Meta has one of the largest data warehouses in the world, supporting analytics, machine learning, and AI workloads across many teams. Every business decision, experiment, and product improvement relies on quick, secure access to this data.
To organize such a vast system, Meta built its data warehouse as a hierarchy. At the top are teams and organizations, followed by datasets, tables, and finally dashboards that visualize insights. Each level connects to the next, forming a structure where every piece of data can be traced back to its origin.
Access to these data assets has traditionally been managed through role-based access control (RBAC). This means access permissions are granted based on job roles. A marketing analyst, for example, can view marketing performance data, while an infrastructure engineer can view server performance logs. When someone needed additional data, they would manually request it from the data owner, who would approve or deny access based on company policies.

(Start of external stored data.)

use crate::model::peer::{PeerId, pair_key};
use chrono::{DateTime, Utc};
use serde::{Deserialize, Serialize};
use serde_json::{Map, Value};
use std::collections::BTreeSet;
use std::fmt;

/// Rendezvous key shared by two peers. Both sides derive the same value
/// independently, whichever of them computes it.
#[derive(Debug, Serialize, Deserialize, Clone, Hash, Eq, PartialEq, Ord, PartialOrd)]
#[serde(transparent)]
pub struct RoomId(String);

impl RoomId {
    pub fn for_peers(a: &PeerId, b: &PeerId) -> Self {
        Self(pair_key(a, b))
    }

    pub fn as_str(&self) -> &str {
        &self.0
    }
}

impl fmt::Display for RoomId {
    fn fmt(&self, f: &mut fmt::Formatter<'_>) -> fmt::Result {
        write!(f, "{}", self.0)
    }
}

#[derive(Debug, Clone, Copy, Default, Serialize, Deserialize, PartialEq, Eq)]
#[serde(rename_all = "SCREAMING_SNAKE_CASE")]
pub enum RoomStatus {
    #[default]
    Init,
    WaitingAnswer,
    Answered,
}

/// The `rooms/{roomId}` document.
#[derive(Debug, Clone, Default, Serialize, Deserialize, PartialEq)]
#[serde(rename_all = "camelCase", default)]
pub struct RoomDocument {
    pub participants: BTreeSet<PeerId>,
    pub offer_sdp: Option<String>,
    pub offer_by: Option<PeerId>,
    pub answer_sdp: Option<String>,
    pub answer_by: Option<PeerId>,
    pub status: RoomStatus,
    pub joined_users: BTreeSet<PeerId>,
    pub created_at: Option<DateTime<Utc>>,
}

impl RoomDocument {
    pub fn from_fields(fields: Map<String, Value>) -> Result<Self, serde_json::Error> {
        serde_json::from_value(Value::Object(fields))
    }

    pub fn has_offer(&self) -> bool {
        self.offer_sdp.is_some()
    }

    pub fn has_answer(&self) -> bool {
        self.answer_sdp.is_some()
    }

    pub fn is_offered_by(&self, peer_id: &PeerId) -> bool {
        self.offer_by.as_ref() == Some(peer_id)
    }

    pub fn is_joined(&self, peer_id: &PeerId) -> bool {
        self.joined_users.contains(peer_id)
    }

    /// A room created before the participant list was written accepts anyone.
    pub fn is_participant(&self, peer_id: &PeerId) -> bool {
        self.participants.is_empty() || self.participants.contains(peer_id)
    }
}

/// Partial update for a room document. Only the populated fields are
/// written; `Some(None)` on a clearable field writes an explicit null.
#[derive(Debug, Clone, Default, Serialize, PartialEq)]
#[serde(rename_all = "camelCase")]
pub struct RoomPatch {
    #[serde(skip_serializing_if = "Option::is_none")]
    pub participants: Option<BTreeSet<PeerId>>,
    #[serde(skip_serializing_if = "Option::is_none")]
    pub offer_sdp: Option<Option<String>>,
    #[serde(skip_serializing_if = "Option::is_none")]
    pub offer_by: Option<Option<PeerId>>,
    #[serde(skip_serializing_if = "Option::is_none")]
    pub answer_sdp: Option<Option<String>>,
    #[serde(skip_serializing_if = "Option::is_none")]
    pub answer_by: Option<Option<PeerId>>,
    #[serde(skip_serializing_if = "Option::is_none")]
    pub status: Option<RoomStatus>,
    #[serde(skip_serializing_if = "Option::is_none")]
    pub joined_users: Option<BTreeSet<PeerId>>,
    #[serde(skip_serializing_if = "Option::is_none")]
    pub created_at: Option<DateTime<Utc>>,
}

impl RoomPatch {
    /// First contact: the creator reserves the caller role in the same write.
    /// `joinedUsers` is left out so a concurrent join is never overwritten.
    pub fn create(self_id: &PeerId, peer_id: &PeerId) -> Self {
        Self {
            participants: Some(BTreeSet::from([self_id.clone(), peer_id.clone()])),
            offer_by: Some(Some(self_id.clone())),
            status: Some(RoomStatus::Init),
            created_at: Some(Utc::now()),
            ..Default::default()
        }
    }

    pub fn claim_caller(self_id: &PeerId) -> Self {
        Self {
            offer_by: Some(Some(self_id.clone())),
            ..Default::default()
        }
    }

    /// Publishes an offer and starts a new generation: any previous answer is cleared.
    pub fn offer(sdp: String, by: &PeerId) -> Self {
        Self {
            offer_sdp: Some(Some(sdp)),
            offer_by: Some(Some(by.clone())),
            answer_sdp: Some(None),
            answer_by: Some(None),
            status: Some(RoomStatus::WaitingAnswer),
            ..Default::default()
        }
    }

    pub fn answer(sdp: String, by: &PeerId) -> Self {
        Self {
            answer_sdp: Some(Some(sdp)),
            answer_by: Some(Some(by.clone())),
            status: Some(RoomStatus::Answered),
            ..Default::default()
        }
    }

    pub fn joined(users: BTreeSet<PeerId>) -> Self {
        Self {
            joined_users: Some(users),
            ..Default::default()
        }
    }

    pub fn to_fields(&self) -> Result<Map<String, Value>, serde_json::Error> {
        match serde_json::to_value(self)? {
            Value::Object(fields) => Ok(fields),
            _ => Ok(Map::new()),
        }
    }
}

This manual process worked well in the early stages. However, as Meta’s operations and AI systems expanded, this model began to strain under its own weight. Managing who could access what became a complex and time-consuming process.
Three major problems began to emerge:
The data graph became massive. Each table, dashboard, and data pipeline connects to others, forming a web of relationships. Understanding dependencies and granting permissions safely across this web became difficult.
Access decisions became slower and required multiple approvals. Different teams had to coordinate across departments to manage security.
AI systems changed how data was used. Earlier, each team mainly worked within its own data domain. Now, AI models often need to analyze data from multiple domains at once. The traditional human-managed access system could not keep up with these cross-domain patterns.
To keep innovation moving while maintaining security, Meta had to find a better way to handle the problem of data access at scale. The Meta engineering team discovered that the answer lay in AI agents. These agents are intelligent software systems capable of understanding requests, evaluating risks, and making decisions autonomously within predefined boundaries
In this article, we look at how Meta redesigned their data warehouse architecture to work with both humans and agents.
To overcome the growing complexity of data access, the Meta engineering team developed what they call a multi-agent system.
In simple terms, it is a setup where different AI agents work together, each handling specific parts of the data-access workflow. This design allows Meta to make data access both faster and safer by letting agents take over the repetitive and procedural tasks that humans once did manually.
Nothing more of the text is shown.